Range to output from the entries below: the line containing "Ok((snapshots, skipped))" through the line containing "filename crates/pixgram-infra/src/database/base.rs". Set it down exactly, ends included, nothing else.

# Data extracts
....

//! Обход входного дерева: каталоги институтов, внутри — датированные снапшоты.
//!
//! Раскладка: `in_dir/<тег института>/<YYYY-MM-DD>/<файлы .csv>`.

use std::fs;
use std::path::{Path, PathBuf};

use chrono::NaiveDate;
use tracing::warn;

use crate::error::Result;
use crate::registry::{self, SourceTag};

/// Один датированный снапшот одного института.
#[derive(Debug, Clone, PartialEq, Eq)]
pub struct Snapshot {
    pub tag: SourceTag,
    pub date: NaiveDate,
    /// Файлы снапшота в алфавитном порядке; институт может дробить
    /// выгрузку на несколько файлов.
    pub files: Vec<PathBuf>,
}

/// Каталог, который не удалось отнести ни к одному снапшоту.
#[derive(Debug, Clone, PartialEq, Eq)]
pub struct Skipped {
    pub path: PathBuf,
    pub reason: String,
}

/// Находит все снапшоты под `in_dir`. Обрабатываются все датированные
/// каталоги, не только последний: инструмент конвертирует и исторические
/// партии. Нераспознанные каталоги попадают в список пропусков, не в ошибку.
pub fn resolve(in_dir: &Path) -> Result<(Vec<Snapshot>, Vec<Skipped>)> {
    let mut snapshots = Vec::new();
    let mut skipped = Vec::new();

    // Сортировка по имени делает порядок обхода воспроизводимым.
    for dir in sorted_subdirs(in_dir)? {
        let name = dir_name(&dir);
        let tag = match registry::lookup(&name) {
            Ok(tag) => tag,
            Err(err) => {
                warn!(dir = %dir.display(), "unknown institution directory");
                skipped.push(Skipped {
                    path: dir,
                    reason: err.to_string(),
                });
                continue;
            }
        };

        let mut dated = Vec::new();
        for snap_dir in sorted_subdirs(&dir)? {
            let snap_name = dir_name(&snap_dir);
            match NaiveDate::parse_from_str(&snap_name, "%Y-%m-%d") {
                Ok(date) => dated.push((date, snap_dir)),
                Err(_) => {
                    warn!(dir = %snap_dir.display(), "directory name is not a date, skipping");
                    skipped.push(Skipped {
                        path: snap_dir,
                        reason: format!("directory name {snap_name:?} is not a YYYY-MM-DD date"),
                    });
                }
            }
        }
        dated.sort();

        for (date, snap_dir) in dated {
            snapshots.push(Snapshot {
                tag,
                date,
                files: csv_files(&snap_dir)?,
            });
        }
    }

    Ok((snapshots, skipped))
}

fn sorted_subdirs(dir: &Path) -> Result<Vec<PathBuf>> {
    let mut dirs = Vec::new();
    for entry in fs::read_dir(dir)? {
        let entry = entry?;
        if entry.file_type()?.is_dir() {
            dirs.push(entry.path());
        }
    }
    dirs.sort();
    Ok(dirs)
}

fn csv_files(dir: &Path) -> Result<Vec<PathBuf>> {
    let mut files = Vec::new();
    for entry in fs::read_dir(dir)? {
        let entry = entry?;
        let path = entry.path();
        if entry.file_type()?.is_file()
            && path.extension().is_some_and(|ext| ext == "csv")
        {
            files.push(path);
        }
    }
    files.sort();
    Ok(files)
}

fn dir_name(path: &Path) -> String {
    path.file_name()
        .map(|n| n.to_string_lossy().into_owned())
        .unwrap_or_default()
}
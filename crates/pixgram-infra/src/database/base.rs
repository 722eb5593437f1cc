use std::marker::PhantomData;

use async_trait::async_trait;
use sea_orm::{
    ActiveModelBehavior, ActiveModelTrait, DbConn, DbErr, EntityTrait, FromQueryResult,
    IntoActiveModel, PaginatorTrait, PrimaryKeyTrait, Select, SqlErr,
};

use pixgram_core::domain::{Page, PageRequest};
use pixgram_core::error::RepoError;
use pixgram_core::ports::BaseRepository;

/// Generic SeaORM repository implementation, specialised per entity in `repositories`.
pub struct SeaOrmRepository<E>
where
    E: EntityTrait,
{
    pub(crate) db: DbConn,
    _entity: PhantomData<E>,
}

impl<E> SeaOrmRepository<E>
where
    E: EntityTrait,
{
    pub fn new(db: DbConn) -> Self {
        Self {
            db,
            _entity: PhantomData,
        }
    }
}

impl<E: EntityTrait> Clone for SeaOrmRepository<E> {
    fn clone(&self) -> Self {
        Self::new(self.db.clone())
    }
}

/// Translate a SeaORM error into the repository error taxonomy.
pub(crate) fn map_db_err(err: DbErr) -> RepoError {
    if let Some(SqlErr::UniqueConstraintViolation(detail)) = err.sql_err() {
        return RepoError::Constraint(detail);
    }

    match err {
        DbErr::Conn(e) => RepoError::Connection(e.to_string()),
        DbErr::ConnectionAcquire(e) => RepoError::Connection(e.to_string()),
        DbErr::RecordNotFound(_) | DbErr::RecordNotUpdated => RepoError::NotFound,
        other => RepoError::Query(other.to_string()),
    }
}

/// Run `select` as one page: a `COUNT` over the whole set plus the page itself.
///
/// Pages past the end come back empty and never reach the offset arithmetic.
pub(crate) async fn fetch_page<E, T>(
    db: &DbConn,
    select: Select<E>,
    request: PageRequest,
) -> Result<Page<T>, RepoError>
where
    E: EntityTrait,
    E::Model: FromQueryResult + Send + Sync,
    T: From<E::Model>,
{
    let paginator = select.paginate(db, request.size);
    let total = paginator.num_items().await.map_err(map_db_err)?;

    let empty = Page::new(Vec::new(), total, request);
    if empty.is_out_of_range() || total == 0 {
        return Ok(empty);
    }

    let items = paginator
        .fetch_page(request.index())
        .await
        .map_err(map_db_err)?;

    Ok(Page::new(
        items.into_iter().map(Into::into).collect(),
        total,
        request,
    ))
}

#[async_trait]
impl<E, T, ID> BaseRepository<T, ID> for SeaOrmRepository<E>
where
    E: EntityTrait,
    E::Model: IntoActiveModel<E::ActiveModel> + Sync + Send,
    E::ActiveModel: ActiveModelTrait<Entity = E> + ActiveModelBehavior + Send + Sync,
    E::PrimaryKey: PrimaryKeyTrait<ValueType = ID>,
    ID: Send + Sync + Into<sea_orm::Value> + Clone + 'static,
    T: From<E::Model> + Into<E::ActiveModel> + Send + Sync + 'static,
{
    async fn find_by_id(&self, id: ID) -> Result<Option<T>, RepoError> {
        let result = E::find_by_id(id).one(&self.db).await.map_err(map_db_err)?;

        Ok(result.map(Into::into))
    }

    async fn insert(&self, entity: T) -> Result<T, RepoError> {
        let active_model: E::ActiveModel = entity.into();
        let model = active_model.insert(&self.db).await.map_err(map_db_err)?;
        Ok(model.into())
    }

    async fn update(&self, entity: T) -> Result<T, RepoError> {
        let active_model: E::ActiveModel = entity.into();
        let model = active_model.update(&self.db).await.map_err(map_db_err)?;
        Ok(model.into())
    }

    async fn delete(&self, id: ID) -> Result<(), RepoError> {
        let result = E::delete_by_id(id)
            .exec(&self.db)
            .await
            .map_err(map_db_err)?;

        if result.rows_affected == 0 {
            return Err(RepoError::NotFound);
        }

        Ok(())
    }
}
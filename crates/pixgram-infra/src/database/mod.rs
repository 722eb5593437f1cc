//! Database connection, schema and repositories.

mod base;
mod connections;
pub mod entity;
pub mod repositories;
pub mod schema;

pub use base::SeaOrmRepository;
pub use connections::{DatabaseConfig, connect};
pub use repositories::{
    SqlAccountRepository, SqlCommentRepository, SqlEngagementRepository, SqlFollowRepository,
    SqlPostRepository, SqlSessionStore, SqlStoryRepository,
};
pub use schema::create_schema;

/// Pool handle shared by every repository.
pub use sea_orm::DbConn;
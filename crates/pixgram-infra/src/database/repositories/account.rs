use async_trait::async_trait;
use chrono::{DateTime, Utc};
use sea_orm::{ActiveModelTrait, ColumnTrait, EntityTrait, PaginatorTrait, QueryFilter, Set};
use uuid::Uuid;

use pixgram_core::domain::{Account, AccountStats};
use pixgram_core::error::RepoError;
use pixgram_core::ports::AccountRepository;

use crate::database::base::{SeaOrmRepository, map_db_err};
use crate::database::entity::account::{self, Entity as AccountEntity};
use crate::database::entity::{follower_connection, post};

/// SQL account repository.
pub type SqlAccountRepository = SeaOrmRepository<AccountEntity>;

/// Mask an email for logging to avoid PII in logs.
fn mask_email(email: &str) -> String {
    match email.split_once('@') {
        Some((local, domain)) => {
            let masked_local = match local.chars().next() {
                Some(first) if local.chars().count() > 1 => format!("{}***", first),
                _ => "***".to_string(),
            };
            format!("{}@{}", masked_local, domain)
        }
        None => "***".to_string(),
    }
}

#[async_trait]
impl AccountRepository for SqlAccountRepository {
    async fn find_by_username(&self, username: &str) -> Result<Option<Account>, RepoError> {
        tracing::debug!(%username, "Finding account by username");

        let result = AccountEntity::find()
            .filter(account::Column::Username.eq(username))
            .one(&self.db)
            .await
            .map_err(map_db_err)?;

        Ok(result.map(Into::into))
    }

    async fn find_by_email(&self, email: &str) -> Result<Option<Account>, RepoError> {
        tracing::debug!(account_email = %mask_email(email), "Finding account by email");

        let result = AccountEntity::find()
            .filter(account::Column::Email.eq(email))
            .one(&self.db)
            .await
            .map_err(map_db_err)?;

        Ok(result.map(Into::into))
    }

    async fn find_many(&self, ids: &[Uuid]) -> Result<Vec<Account>, RepoError> {
        if ids.is_empty() {
            return Ok(Vec::new());
        }

        let result = AccountEntity::find()
            .filter(account::Column::Id.is_in(ids.iter().copied()))
            .all(&self.db)
            .await
            .map_err(map_db_err)?;

        Ok(result.into_iter().map(Into::into).collect())
    }

    async fn touch_last_login(&self, id: Uuid, at: DateTime<Utc>) -> Result<(), RepoError> {
        account::ActiveModel {
            id: Set(id),
            last_login: Set(Some(at.into())),
            ..Default::default()
        }
        .update(&self.db)
        .await
        .map_err(map_db_err)?;

        Ok(())
    }

    async fn stats(&self, id: Uuid) -> Result<AccountStats, RepoError> {
        let posts = post::Entity::find()
            .filter(post::Column::UserId.eq(id))
            .count(&self.db)
            .await
            .map_err(map_db_err)?;
        let followers = follower_connection::Entity::find()
            .filter(follower_connection::Column::FollowingId.eq(id))
            .count(&self.db)
            .await
            .map_err(map_db_err)?;
        let following = follower_connection::Entity::find()
            .filter(follower_connection::Column::FollowerId.eq(id))
            .count(&self.db)
            .await
            .map_err(map_db_err)?;

        Ok(AccountStats {
            posts,
            followers,
            following,
        })
    }
}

....

# Output of the task
    Ok((snapshots, skipped))
}

fn sorted_subdirs(dir: &Path) -> Result<Vec<PathBuf>> {
    let mut dirs = Vec::new();
    for entry in fs::read_dir(dir)? {
        let entry = entry?;
        if entry.file_type()?.is_dir() {
            dirs.push(entry.path());
        }
    }
    dirs.sort();
    Ok(dirs)
}

fn csv_files(dir: &Path) -> Result<Vec<PathBuf>> {
    let mut files = Vec::new();
    for entry in fs::read_dir(dir)? {
        let entry = entry?;
        let path = entry.path();
        if entry.file_type()?.is_file()
            && path.extension().is_some_and(|ext| ext == "csv")
        {
            files.push(path);
        }
    }
    files.sort();
    Ok(files)
}

fn dir_name(path: &Path) -> String {
    path.file_name()
        .map(|n| n.to_string_lossy().into_owned())
        .unwrap_or_default()
}
filename crates/pixgram-infra/src/database/base.rs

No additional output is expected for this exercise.